Utilize este identificador para referenciar este registo: http://hdl.handle.net/10400.22/1526
Título: Prevalência e impacte da incontinência urinária e stresse. Antes e durante a gravidez
Autor: Santos, P. C.
Mendonça, Denise
Alves, Odete
Barbosa, Alcindo
Palavras-chave: Incontinência urinária de stresse
Gravidez
Parto
Stress urinary incontinence
Pregnancy
Delivery
Data: 2006
Editora: Acta Médica Portuguesa
Resumo: Introdução: A Incontinência Urinária (IU) feminina é um importante problema de saúde pública, quer pela sua elevada prevalência, quer pelo elevado impacte físico, psíquico e social na vida da mulher. O objectivo deste estudo foi determinar a prevalência, o impacte da Incontinência Urinária de Stresse (IUS) antes e durante a gravidez em parturientes do distrito de Viana do Castelo e determinar a percentagem de mulheres que procura apoio de um profissional de saúde para o seu problema. Método: Realizou-se um estudo transversal considerando uma amostra representativa do distrito, constituída por 336 mulheres, cujo parto ocorreu no Hospital de Santa Luzia, no período compreendido entre 15 de Janeiro a 29 de Março de 2002. Todas as mulheres foram submetidas a um questionário no pós-parto hospitalar. Resultados: A prevalência da IUS, definida como Alguma vez teve perda de urina durante a realização de um esforço? foi de 5,4% (IC 95%: 3,0-7,8) antes da gravidez e 51,5% (IC 95%: 46,1-56,9) durante a gravidez actual. Os factores associados à ocorrência da IUS antes da gravidez foram a multiparidade (OR=9,96), a presença de diabetes (OR=4,61) e obesidade (OR=4,76), e à IUS durante a gravidez foram a multiparidade (OR=1,66), a diabetes (OR=2,62) e a obstipação (OR=1,73). A grande maioria (88,9%) das mulheres com IUS sente-se incomodada por se sentir húmida, 48,5% sente-se nervosa ou ansiosa e 57,3% tem medo que os outros se apercebam do odor.
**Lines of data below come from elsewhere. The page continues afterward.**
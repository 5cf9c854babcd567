//! 已加载站点定义的集合。显式构造后注入使用方，没有全局状态。

use std::fs;
use std::path::Path;
use std::sync::Arc;

use tracing::debug;

use super::{RegexSiteProfile, SiteError, SiteProfile, WorkLocator};

#[derive(Clone, Default)]
pub struct SiteRegistry {
    sites: Vec<Arc<dyn SiteProfile>>,
}

impl SiteRegistry {
    pub fn new(sites: Vec<Arc<dyn SiteProfile>>) -> Self {
        Self { sites }
    }

    /// 读取目录下所有 `*.yaml`（按文件名排序）。一个都没有时报错。
    pub fn load_dir(dir: &Path) -> Result<Self, SiteError> {
        let entries = fs::read_dir(dir).map_err(|source| SiteError::Io {
            path: dir.to_path_buf(),
            source,
        })?;
        let mut paths: Vec<_> = entries
            .filter_map(|e| e.ok())
            .map(|e| e.path())
            .filter(|p| p.is_file() && p.extension().is_some_and(|ext| ext == "yaml"))
            .collect();
        paths.sort();

        let mut sites: Vec<Arc<dyn SiteProfile>> = Vec::with_capacity(paths.len());
        for path in paths {
            let profile = RegexSiteProfile::load_file(&path)?;
            debug!(target: "site", name = profile.name(), path = %path.display(), "载入站点定义");
            sites.push(Arc::new(profile));
        }
        if sites.is_empty() {
            return Err(SiteError::NoSites(dir.to_path_buf()));
        }
        Ok(Self { sites })
    }

    pub fn len(&self) -> usize {
        self.sites.len()
    }

    /// 第一个能解析该 URL 的站点。
    pub fn find_by_url(&self, url: &str) -> Option<(Arc<dyn SiteProfile>, WorkLocator)> {
        self.sites
            .iter()
            .find_map(|site| site.locate(url).map(|loc| (Arc::clone(site), loc)))
    }

    pub fn find_by_name(&self, name: &str) -> Option<Arc<dyn SiteProfile>> {
        self.sites.iter().find(|s| s.name() == name).cloned()
    }
}

#[cfg(test)]
mod tests {
    use super::*;

    fn shipped() -> SiteRegistry {
        let dir = Path::new(env!("CARGO_MANIFEST_DIR")).join("webnovel");
        SiteRegistry::load_dir(&dir).unwrap()
    }

    #[test]
    fn loads_shipped_definitions() {
        let registry = shipped();
        assert_eq!(registry.len(), 2);
        assert!(registry.find_by_name("小説家になろう").is_some());
        assert!(registry.find_by_name("存在しない").is_none());
    }

    #[test]
    fn url_resolves_to_matching_site() {
        let registry = shipped();
        let (site, loc) = registry
            .find_by_url("https://novel18.syosetu.com/n9999z/")
            .unwrap();
        assert_eq!(site.name(), "ノクターン・ムーンライト");
        assert!(site.confirm_over18());
        assert_eq!(loc.toc_url(), "https://novel18.syosetu.com/n9999z/");
        assert!(registry.find_by_url("https://example.com/").is_none());
    }

    #[test]
    fn empty_directory_is_an_error() {
        let dir = tempfile::tempdir().unwrap();
        assert!(matches!(
            SiteRegistry::load_dir(dir.path()),
            Err(SiteError::NoSites(_))
        ));
    }
}
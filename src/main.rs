//! 小说网站作品的增量镜像工具。
//!
//! 代码结构（读代码入口）：
//! - `base_system`：配置/日志/中断/路径/初始文件等基础设施
//! - `site`：站点定义（URL 解析与页面字段抽取）
//! - `network_parser`：带 503 重试的页面抓取
//! - `download`：差分检测、摘要确认、差分缓存与同步主流程
//! - `book_parser`：正文分段与落盘
//! - `catalog`：已镜像作品的目录库
//! - `third_party`：作品元数据 API
//! - `ui`：命令行交互

use std::path::{Path, PathBuf};
use std::time::Duration;

use anyhow::{Context, Result, anyhow};
use clap::{Parser, Subcommand};
use tracing::info;

mod base_system;
mod book_parser;
mod catalog;
mod download;
mod network_parser;
mod site;
mod third_party;
mod ui;

use base_system::config::{config_path, load_or_create_with_base};
use base_system::context::Config;
use base_system::interrupt::Interrupt;
use base_system::logging::{LogOptions, LogSystem};
use base_system::scaffold::PresetScaffold;
use catalog::YamlCatalog;
use download::downloader::SyncSettings;
use network_parser::network::{FetchConfig, RetryingFetcher};
use site::SiteRegistry;
use third_party::metadata_api::NarouApiClient;
use ui::noui::Session;

const VERSION: &str = env!("CARGO_PKG_VERSION");

#[derive(Debug, Parser)]
#[command(name = "webnovel-mirror", version = VERSION)]
#[command(about = "小说网站作品的增量镜像工具")]
struct Cli {
    /// 启用调试日志输出
    #[arg(long, default_value_t = false)]
    debug: bool,

    /// 数据目录路径（用于存放 config.yml 和 logs 等文件）
    #[arg(long)]
    data_dir: Option<PathBuf>,

    #[command(subcommand)]
    command: Command,
}

#[derive(Debug, Subcommand)]
enum Command {
    /// 下载作品（URL / 目录库 ID / 标题）
    Download {
        #[arg(required = true)]
        targets: Vec<String>,
        /// 忽略差分，全部重新下载
        #[arg(long, short)]
        force: bool,
    },
    /// 更新目录库中的作品（不指定目标时更新全部）
    Update {
        targets: Vec<String>,
        #[arg(long, short)]
        force: bool,
    },
    /// 列出作品的差分缓存
    Cache { target: String },
    /// 从目录库中删除作品
    Remove {
        target: String,
        /// 同时删除作品目录
        #[arg(long)]
        with_file: bool,
    },
}

fn main() -> Result<()> {
    let cli = Cli::parse();
    let data_dir = cli.data_dir.as_deref();

    let interrupt = Interrupt::new();
    let _log = init_logging(cli.debug, data_dir, interrupt.clone())?;
    info!(target: "startup", "当前版本: v{}", VERSION);

    let config = load_or_create_with_base::<Config>(None, data_dir)
        .map_err(|e| anyhow!(e.to_string()))?;
    let mut session = build_session(config, data_dir, interrupt)?;

    match cli.command {
        Command::Download { targets, force } => {
            ui::noui::run_download(&mut session, &targets, force)
        }
        Command::Update { targets, force } => ui::noui::run_update(&mut session, &targets, force),
        Command::Cache { target } => ui::noui::run_cache_list(&session, &target),
        Command::Remove { target, with_file } => {
            ui::noui::run_remove(&mut session, &target, with_file)
        }
    }
}

fn init_logging(debug: bool, base_dir: Option<&Path>, interrupt: Interrupt) -> Result<LogSystem> {
    let opts = LogOptions {
        debug,
        logs_dir: base_dir.map_or_else(|| PathBuf::from("logs"), |b| b.join("logs")),
        ..LogOptions::default()
    };
    LogSystem::init(opts, interrupt).map_err(|e| anyhow!(e))
}

/// 配置中的相对目录以数据目录为基准。
fn under_data_dir(data_dir: Option<&Path>, dir: &str) -> PathBuf {
    let path = PathBuf::from(dir);
    match data_dir {
        Some(base) if path.is_relative() => base.join(path),
        _ => path,
    }
}

fn build_session(config: Config, data_dir: Option<&Path>, interrupt: Interrupt) -> Result<Session> {
    let site_dir = under_data_dir(data_dir, &config.site_setting_dir);
    let registry = SiteRegistry::load_dir(&site_dir)
        .with_context(|| format!("载入站点定义失败: {}", site_dir.display()))?;
    info!(target: "startup", count = registry.len(), "已载入站点定义");

    let archive_root = config.default_save_dir();
    let catalog = YamlCatalog::open(YamlCatalog::default_path(&archive_root))?;
    let fetcher = RetryingFetcher::new(FetchConfig::from_config(&config))?;
    let metadata = NarouApiClient::new(
        Duration::from_secs(config.request_timeout),
        &config.user_agent,
    )?;
    let settings = SyncSettings::from_config(&config).context("正文分隔行的正则无效")?;

    Ok(Session {
        config_path: config_path::<Config>(data_dir),
        scaffold: PresetScaffold::new(under_data_dir(data_dir, &config.preset_dir)),
        config,
        registry,
        catalog,
        fetcher,
        metadata,
        settings,
        interrupt,
        archive_root,
    })
}
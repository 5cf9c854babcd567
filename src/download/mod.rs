//! 同步流程模块入口。
//!
//! 子模块：
//! - `models`       ：数据模型（TableOfContents / SubtitleRecord / SectionRecord 等）
//! - `update_check` ：新旧目录差分
//! - `digest`       ：话数减少时的摘要确认
//! - `cache`        ：差分缓存快照
//! - `progress`     ：CLI 进度条
//! - `downloader`   ：单个作品的同步主流程

pub mod cache;
pub mod digest;
pub mod downloader;
pub mod models;
pub(crate) mod progress;
pub mod update_check;
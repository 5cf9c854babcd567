//! 逐话下载的 CLI 进度条。

use indicatif::{ProgressBar, ProgressDrawTarget, ProgressStyle};

pub(crate) struct ProgressReporter {
    bar: Option<ProgressBar>,
}

impl ProgressReporter {
    pub(crate) fn new(total: usize, enabled: bool) -> Self {
        if !enabled || total == 0 {
            return Self { bar: None };
        }
        let style = ProgressStyle::with_template(
            "{prefix} [{elapsed_precise}] {wide_bar} {pos}/{len} ({eta})",
        )
        .unwrap_or_else(|_| ProgressStyle::default_bar())
        .progress_chars("##-");

        let bar = ProgressBar::with_draw_target(Some(total as u64), ProgressDrawTarget::stderr());
        bar.set_style(style);
        bar.set_prefix("本文下载");
        Self { bar: Some(bar) }
    }

    pub(crate) fn inc(&self) {
        if let Some(bar) = self.bar.as_ref() {
            bar.inc(1);
        }
    }

    /// 在进度条上方输出一行，不打乱进度条。
    pub(crate) fn println(&self, line: &str) {
        match self.bar.as_ref() {
            Some(bar) => bar.println(line),
            None => println!("{line}"),
        }
    }

    pub(crate) fn finish(&mut self) {
        if let Some(bar) = self.bar.take() {
            bar.finish_and_clear();
        }
    }
}

impl Drop for ProgressReporter {
    fn drop(&mut self) {
        self.finish();
    }
}
//! 页面抓取：503 有限重试、404 识别、重定向检测。

use std::time::Duration;

use reqwest::StatusCode;
use reqwest::blocking::Client;
use reqwest::header::{ACCEPT, ACCEPT_ENCODING, CONNECTION, HeaderMap, HeaderValue, USER_AGENT};
use tracing::{debug, warn};

use crate::base_system::context::Config;
use crate::book_parser::html_utils::pretreatment_source;

#[derive(Debug, Clone)]
pub struct FetchConfig {
    pub request_timeout: Duration,
    /// 503 时的重试次数上限。
    pub retry_max: u32,
    /// 503 时每次重试前的等待时间。
    pub retry_wait: Duration,
    pub user_agent: String,
}

impl Default for FetchConfig {
    fn default() -> Self {
        Self {
            request_timeout: Duration::from_secs(30),
            retry_max: 5,
            retry_wait: Duration::from_secs(20),
            user_agent: "Mozilla/5.0 (Windows NT 10.0; Win64; x64) AppleWebKit/537.36 (KHTML, like Gecko) Chrome/120 Safari/537.36".to_string(),
        }
    }
}

impl FetchConfig {
    pub fn from_config(config: &Config) -> Self {
        Self {
            request_timeout: Duration::from_secs(config.request_timeout.max(1)),
            retry_max: config.retry_max_for_503,
            retry_wait: Duration::from_secs(config.retry_wait_for_503),
            user_agent: config.user_agent.clone(),
        }
    }
}

#[derive(Debug, thiserror::Error)]
pub enum FetchError {
    #[error("[404] {url} 不存在（作品可能已被删除）")]
    NotFound { url: String },
    #[error("{url} 已重试 {attempts} 次仍返回 503")]
    RetriesExhausted { url: String, attempts: u32 },
    #[error("HTTP {status}: {url}")]
    Status { url: String, status: u16 },
    #[error("request failed: {0}")]
    Transport(#[from] reqwest::Error),
}

/// 一次成功抓取的结果。`text` 已经过实体还原与换行清理。
#[derive(Debug, Clone)]
pub struct Fetched {
    pub text: String,
    /// 被重定向到其他地址时的最终 URL。
    pub redirected_to: Option<String>,
}

pub trait PageFetch {
    fn fetch(&self, url: &str, encoding: &str) -> Result<Fetched, FetchError>;
}

pub struct RetryingFetcher {
    client: Client,
    config: FetchConfig,
}

impl RetryingFetcher {
    pub fn new(config: FetchConfig) -> Result<Self, FetchError> {
        let mut default_headers = HeaderMap::new();
        default_headers.insert(ACCEPT_ENCODING, HeaderValue::from_static("identity"));
        default_headers.insert(CONNECTION, HeaderValue::from_static("keep-alive"));
        default_headers.insert(
            ACCEPT,
            HeaderValue::from_static(
                "text/html,application/xhtml+xml,application/xml;q=0.9,*/*;q=0.8",
            ),
        );
        default_headers.insert(
            USER_AGENT,
            HeaderValue::from_str(&config.user_agent)
                .unwrap_or(HeaderValue::from_static("Mozilla/5.0")),
        );

        let client = Client::builder()
            .default_headers(default_headers)
            .timeout(config.request_timeout)
            .build()?;

        Ok(Self { client, config })
    }
}

impl PageFetch for RetryingFetcher {
    fn fetch(&self, url: &str, encoding: &str) -> Result<Fetched, FetchError> {
        let mut retry_left = self.config.retry_max;
        loop {
            debug!("GET {}", url);
            let resp = self.client.get(url).send()?;
            let status = resp.status();

            if status == StatusCode::SERVICE_UNAVAILABLE {
                if retry_left == 0 {
                    return Err(FetchError::RetriesExhausted {
                        url: url.to_string(),
                        attempts: self.config.retry_max,
                    });
                }
                retry_left -= 1;
                warn!(
                    "server message: 503 Service Unavailable ({})，{} 秒后重试（剩余 {} 次）",
                    url,
                    self.config.retry_wait.as_secs(),
                    retry_left
                );
                std::thread::sleep(self.config.retry_wait);
                continue;
            }
            if status == StatusCode::NOT_FOUND {
                return Err(FetchError::NotFound {
                    url: url.to_string(),
                });
            }
            if !status.is_success() {
                return Err(FetchError::Status {
                    url: url.to_string(),
                    status: status.as_u16(),
                });
            }

            let redirected_to = redirected_url(url, resp.url());
            if let Some(to) = redirected_to.as_deref() {
                debug!("{} 被重定向到 {}", url, to);
            }
            let raw = resp.text_with_charset(encoding)?;
            return Ok(Fetched {
                text: pretreatment_source(&raw),
                redirected_to,
            });
        }
    }
}

fn redirected_url(requested: &str, effective: &reqwest::Url) -> Option<String> {
    let same = match reqwest::Url::parse(requested) {
        Ok(parsed) => &parsed == effective,
        Err(_) => requested == effective.as_str(),
    };
    if same {
        None
    } else {
        Some(effective.to_string())
    }
}

#[cfg(test)]
mod tests {
    use super::*;
    use std::sync::Arc;
    use std::sync::atomic::{AtomicUsize, Ordering};
    use std::thread;

    /// 本地桩服务器：`/busy/<n>` 前 n 次返回 503，`/gone` 返回 404，
    /// `/old` 302 跳转到 `/new`，其余返回 200。
    fn spawn_server() -> (String, Arc<AtomicUsize>) {
        let server = tiny_http::Server::http("127.0.0.1:0").expect("start tiny_http server");
        let base = format!("http://{}", server.server_addr());
        let hits = Arc::new(AtomicUsize::new(0));
        let counter = Arc::clone(&hits);

        thread::spawn(move || {
            for request in server.incoming_requests() {
                let path = request.url().to_string();
                let seen = counter.fetch_add(1, Ordering::SeqCst);
                let response = if let Some(n) = path.strip_prefix("/busy/") {
                    let n: usize = n.parse().unwrap_or(0);
                    if seen < n {
                        tiny_http::Response::from_string("busy").with_status_code(503)
                    } else {
                        tiny_http::Response::from_string("&lt;ok&gt;\r\n")
                    }
                } else if path == "/gone" {
                    tiny_http::Response::from_string("missing").with_status_code(404)
                } else if path == "/forbidden" {
                    tiny_http::Response::from_string("no").with_status_code(403)
                } else if path == "/old" {
                    let location =
                        tiny_http::Header::from_bytes(&b"Location"[..], &b"/new"[..]).unwrap();
                    tiny_http::Response::from_string("")
                        .with_status_code(302)
                        .with_header(location)
                } else {
                    tiny_http::Response::from_string(format!("page {path}"))
                };
                let _ = request.respond(response);
            }
        });

        (base, hits)
    }

    fn fetcher(retry_max: u32) -> RetryingFetcher {
        RetryingFetcher::new(FetchConfig {
            request_timeout: Duration::from_secs(5),
            retry_max,
            retry_wait: Duration::ZERO,
            user_agent: "webnovel-mirror-test".to_string(),
        })
        .unwrap()
    }

    #[test]
    fn retries_503_until_success_and_pretreats_text() {
        let (base, hits) = spawn_server();
        let fetched = fetcher(5).fetch(&format!("{base}/busy/3"), "UTF-8").unwrap();
        assert_eq!(fetched.text, "<ok>\n");
        assert!(fetched.redirected_to.is_none());
        assert_eq!(hits.load(Ordering::SeqCst), 4);
    }

    #[test]
    fn gives_up_after_retry_budget() {
        let (base, hits) = spawn_server();
        let err = fetcher(2).fetch(&format!("{base}/busy/100"), "UTF-8").unwrap_err();
        assert!(matches!(err, FetchError::RetriesExhausted { attempts: 2, .. }));
        assert_eq!(hits.load(Ordering::SeqCst), 3);
    }

    #[test]
    fn not_found_is_not_retried() {
        let (base, hits) = spawn_server();
        let err = fetcher(5).fetch(&format!("{base}/gone"), "UTF-8").unwrap_err();
        assert!(matches!(err, FetchError::NotFound { .. }));
        assert_eq!(hits.load(Ordering::SeqCst), 1);
    }

    #[test]
    fn other_status_propagates() {
        let (base, _) = spawn_server();
        let err = fetcher(5).fetch(&format!("{base}/forbidden"), "UTF-8").unwrap_err();
        assert!(matches!(err, FetchError::Status { status: 403, .. }));
    }

    #[test]
    fn redirect_is_surfaced() {
        let (base, _) = spawn_server();
        let fetched = fetcher(5).fetch(&format!("{base}/old"), "UTF-8").unwrap();
        assert_eq!(fetched.redirected_to.as_deref(), Some(format!("{base}/new").as_str()));
        assert_eq!(fetched.text, "page /new");
    }
}
pub mod book_paths;
pub mod config;
pub mod context;
pub mod file_cleaner;
pub mod interrupt;
pub mod logging;
pub mod scaffold;
//! 命令行交互：子命令的执行，以及基于标准输入输出的确认提示。

use std::io::{self, BufRead, Write};
use std::path::PathBuf;
use std::process::Command;

use tracing::{info, warn};

use crate::base_system::config::write_with_comments;
use crate::base_system::context::Config;
use crate::base_system::interrupt::Interrupt;
use crate::base_system::scaffold::PresetScaffold;
use crate::catalog::YamlCatalog;
use crate::download::digest::DecisionInput;
use crate::download::models::SyncOutcome;
use crate::download::downloader::{Interaction, SyncOrchestrator, SyncSettings};
use crate::network_parser::network::RetryingFetcher;
use crate::site::SiteRegistry;
use crate::third_party::metadata_api::NarouApiClient;

mod download;
mod library;
mod update;

pub use download::run_download;
pub use library::{run_cache_list, run_remove};
pub use update::run_update;

/// 一次命令执行期间共享的组件。
pub struct Session {
    pub config: Config,
    pub config_path: PathBuf,
    pub registry: SiteRegistry,
    pub catalog: YamlCatalog,
    pub fetcher: RetryingFetcher,
    pub metadata: NarouApiClient,
    pub scaffold: PresetScaffold,
    pub settings: SyncSettings,
    pub interrupt: Interrupt,
    pub archive_root: PathBuf,
}

impl Session {
    pub(crate) fn orchestrator<'a>(
        &'a mut self,
        console: &'a mut Console,
    ) -> SyncOrchestrator<'a> {
        SyncOrchestrator {
            registry: &self.registry,
            catalog: &mut self.catalog,
            fetcher: &self.fetcher,
            metadata: &self.metadata,
            scaffold: &self.scaffold,
            interaction: console,
            interrupt: self.interrupt.clone(),
            settings: self.settings.clone(),
            archive_root: self.archive_root.clone(),
        }
    }

    pub(crate) fn console(&self) -> Console {
        Console {
            config: self.config.clone(),
            config_path: self.config_path.clone(),
        }
    }
}

/// 标准输入输出上的确认提示。年龄确认的肯定答案写回配置文件。
pub struct Console {
    config: Config,
    config_path: PathBuf,
}

impl DecisionInput for Console {
    fn present_menu(&mut self, title: &str, old_count: usize, latest_count: usize) {
        println!();
        println!("《{title}》的话数从 {old_count} 话减少到了 {latest_count} 话。");
        println!("作品可能已被改为摘要版，继续更新会覆盖已保存的正文。");
        println!("1: 继续更新");
        println!("2: 取消本次更新");
        println!("3: 取消更新并冻结该作品");
        println!("4: 查看最新简介");
        println!("5: 在浏览器中打开目录页");
        print!("请选择 (1-5)：");
        io::stdout().flush().ok();
    }

    fn read_choice(&mut self) -> io::Result<Option<String>> {
        let mut line = String::new();
        let n = io::stdin().lock().read_line(&mut line)?;
        Ok((n > 0).then_some(line))
    }

    fn show_synopsis(&mut self, story: &str) {
        println!("\n━━ 简介 ━━\n{story}\n");
    }

    fn open_page(&mut self, url: &str) {
        let spawn_result = if cfg!(target_os = "windows") {
            Command::new("explorer")
                .arg(url)
                .spawn()
                .or_else(|_| Command::new("cmd").args(["/C", "start", url]).spawn())
        } else if cfg!(target_os = "macos") {
            Command::new("open").arg(url).spawn()
        } else {
            Command::new("xdg-open").arg(url).spawn()
        };
        match spawn_result {
            Ok(_) => println!("已尝试在浏览器打开: {url}"),
            Err(e) => println!("打开浏览器失败: {e}"),
        }
    }
}

impl Interaction for Console {
    fn confirm_over18(&mut self) -> io::Result<bool> {
        if let Some(answer) = self.config.over18 {
            return Ok(answer);
        }
        let line = read_line("年齢確認：你已年满 18 岁吗？[y/N]：")?;
        let yes = matches!(line.trim(), "y" | "Y" | "yes" | "YES");
        if yes {
            self.config.over18 = Some(true);
            match write_with_comments(&self.config, &self.config_path) {
                Ok(()) => info!(target: "config", "已记住年龄确认结果"),
                Err(err) => warn!(target: "config", "保存年龄确认结果失败: {err}"),
            }
        }
        Ok(yes)
    }
}

fn read_line(prompt: &str) -> io::Result<String> {
    print!("{}", prompt);
    io::stdout().flush().ok();
    let stdin = io::stdin();
    let mut line = String::new();
    stdin.lock().read_line(&mut line)?;
    Ok(line)
}

/// 单个目标的处理结果汇总。
#[derive(Debug, Default)]
pub(crate) struct Tally {
    pub ok: usize,
    pub no_change: usize,
    pub canceled: usize,
    pub failed: usize,
}

impl Tally {
    pub(crate) fn record(&mut self, outcome: SyncOutcome) {
        match outcome {
            SyncOutcome::Ok => self.ok += 1,
            SyncOutcome::NoChange => self.no_change += 1,
            SyncOutcome::Canceled => self.canceled += 1,
            SyncOutcome::Failed => self.failed += 1,
        }
    }

    pub(crate) fn print(&self) {
        println!(
            "完成：更新 {} / 无变化 {} / 取消 {} / 失败 {}",
            self.ok, self.no_change, self.canceled, self.failed
        );
    }
}
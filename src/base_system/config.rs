//! 配置文件读写：缺省值合并，以及按字段说明生成带注释的 YAML。
//!
//! 用户文件中缺少的字段会用默认值补齐并回写，已有的值保持不变。

use std::fs;
use std::io;
use std::path::{Path, PathBuf};

use serde::Serialize;
use serde::de::DeserializeOwned;
use serde_yaml::Value;
use thiserror::Error;
use tracing::{debug, info};

#[derive(Debug, Error)]
pub enum ConfigError {
    #[error("io error at {path}: {source}")]
    Io { path: PathBuf, source: io::Error },
    #[error("invalid yaml at {path}: {source}")]
    Parse {
        path: PathBuf,
        source: serde_yaml::Error,
    },
    #[error("validation error: {0}")]
    Validation(String),
}

/// 配置项的键名与写入文件时附带的注释。
#[derive(Debug, Clone, Copy)]
pub struct FieldMeta {
    pub name: &'static str,
    pub description: &'static str,
}

pub trait ConfigSpec: Serialize + DeserializeOwned + Default {
    const FILE_NAME: &'static str;
    /// 写入顺序即文件中的顺序。
    fn fields() -> &'static [FieldMeta];
}

/// 配置文件路径：`base_dir` 为空时使用当前目录。
pub fn config_path<T: ConfigSpec>(base_dir: Option<&Path>) -> PathBuf {
    match base_dir {
        Some(base) => base.join(T::FILE_NAME),
        None => PathBuf::from(T::FILE_NAME),
    }
}

/// 读取配置；文件不存在时写出默认配置。
///
/// `config_path` 给出时直接使用，否则为 `base_dir/FILE_NAME`。
pub fn load_or_create_with_base<T: ConfigSpec>(
    config_path: Option<&Path>,
    base_dir: Option<&Path>,
) -> Result<T, ConfigError> {
    let path = match config_path {
        Some(p) => p.to_path_buf(),
        None => self::config_path::<T>(base_dir),
    };

    if !path.exists() {
        let default_config = T::default();
        write_with_comments(&default_config, &path)?;
        info!(target: "config", "已生成默认配置：{}", path.display());
        return Ok(default_config);
    }

    let user_yaml = read_yaml(&path)?;
    let missing = missing_fields::<T>(&user_yaml);

    let mut merged = serde_yaml::to_value(T::default())
        .map_err(|err| ConfigError::Validation(err.to_string()))?;
    merge_values(&mut merged, user_yaml);
    let config: T =
        serde_yaml::from_value(merged).map_err(|err| ConfigError::Validation(err.to_string()))?;

    if !missing.is_empty() {
        debug!(target: "config", ?missing, "补齐缺少的配置项");
        write_with_comments(&config, &path)?;
    }
    Ok(config)
}

pub fn write_with_comments<T: ConfigSpec>(config: &T, path: &Path) -> Result<(), ConfigError> {
    if let Some(parent) = path.parent()
        && !parent.as_os_str().is_empty()
    {
        fs::create_dir_all(parent).map_err(|source| ConfigError::Io {
            path: parent.to_path_buf(),
            source,
        })?;
    }
    let yaml = generate_yaml_with_comments(config)?;
    fs::write(path, yaml).map_err(|source| ConfigError::Io {
        path: path.to_path_buf(),
        source,
    })
}

pub fn generate_yaml_with_comments<T: ConfigSpec>(config: &T) -> Result<String, ConfigError> {
    let value =
        serde_yaml::to_value(config).map_err(|err| ConfigError::Validation(err.to_string()))?;
    let Value::Mapping(mapping) = value else {
        return Err(ConfigError::Validation(
            "config must serialize to a mapping".to_string(),
        ));
    };

    let mut lines = Vec::new();
    for field in T::fields() {
        if !field.description.is_empty() {
            lines.push(format!("# {}", field.description.replace('\n', "\n# ")));
        }
        let key = Value::String(field.name.to_string());
        let val = mapping.get(&key).cloned().unwrap_or(Value::Null);
        let yaml_line = serde_yaml::to_string(&serde_yaml::Mapping::from_iter([(key, val)]))
            .map_err(|err| ConfigError::Validation(err.to_string()))?;
        lines.push(yaml_line.trim().to_string());
    }
    lines.push(String::new());
    Ok(lines.join("\n"))
}

fn read_yaml(path: &Path) -> Result<Value, ConfigError> {
    let raw = fs::read_to_string(path).map_err(|source| ConfigError::Io {
        path: path.to_path_buf(),
        source,
    })?;
    serde_yaml::from_str(&raw).map_err(|source| ConfigError::Parse {
        path: path.to_path_buf(),
        source,
    })
}

fn missing_fields<T: ConfigSpec>(user: &Value) -> Vec<&'static str> {
    let Value::Mapping(map) = user else {
        return T::fields().iter().map(|f| f.name).collect();
    };
    T::fields()
        .iter()
        .filter(|f| !map.contains_key(Value::String(f.name.to_string())))
        .map(|f| f.name)
        .collect()
}

/// 用户值覆盖默认值；映射逐键递归合并，其余类型整体替换。
fn merge_values(default: &mut Value, user: Value) {
    match (default, user) {
        (Value::Mapping(dest), Value::Mapping(src)) => {
            for (key, user_val) in src {
                match dest.get_mut(&key) {
                    Some(dest_val) => merge_values(dest_val, user_val),
                    None => {
                        dest.insert(key, user_val);
                    }
                }
            }
        }
        (dest, other) => *dest = other,
    }
}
Durante a gravidez, apenas menos de metade das mulheres que tiveram perdas de urina procurou apoio de um profissional de saúde, apesar de a maioria ter interesse em tratar o problema. Conclusões: A IUS afecta um grande número de mulheres deste distrito antes e durante a gravidez. A IUS tem reflexos em várias dimensões da saúde, sendo o bem-estar físico e emocional os mais afectados, mas apenas uma pequena percentagem de mulheres revela o seu problema de IUS a um profissional de saúde. Perante esta evidência tornase importante que os profissionais de saúde conheçam esta realidade e se preocupem em dar resposta a estes problemas de saúde.
Introduction: Female Urinary Incontinence (UI) is a major public health issue given its high prevalence and its physical, psychological and social impact on women’s lives. The aim of this study was to determine the prevalence and impact of Stress Urinary Incontinence (SUI) before and during pregnancy in parturients from the Viana do Castelo district. Methods: A cross-sectional study was carried out considering a representative sample of the district comprising 336 women who gave birth in the Santa Luzia Hospital between 15th January and 29th March 2002. A questionnaire was submitted to all the women during the postpartum period at hospital. Results: The prevalence of SUI, defined as Have you ever experienced urine loss while performing an effort? was of 5.4% (IC 95%:3.0-7.8) before pregnancy and 51.5% (IC 95%:46.1-56.9) during the current pregnancy. The factors associated with the occurrence of SUI before pregnancy were multiparity (OR=9.96), diabetes (OR=4.61) and obesity (OR=4.76), and with SUI during pregnancy were multiparity (OR=1.66), diabetes (OR=2.62) and constipation (OR=1.73). The vast majority (88.9%) of women suffering from SUI feel uncomfortable as they feel wet, 48.5% feel nervous or troubled and 57.3% fear that others may notice the smell. During pregnancy, only less than half of the women who experienced urine loss sought help from a healthcare professional, although the majority was interested in having this problem treated. Conclusions: SUI affects a great number of women from the district before and during pregnancy. SUI is reflected in many aspects of health and mostly affects physical and emotional well-being, but only a small percentage of women reveal the burden of SUI to a healthcare professional. In the face of such evidence, it turns out very important for healthcare professionals to be aware of this reality and concerned to give response to this healthcare problem.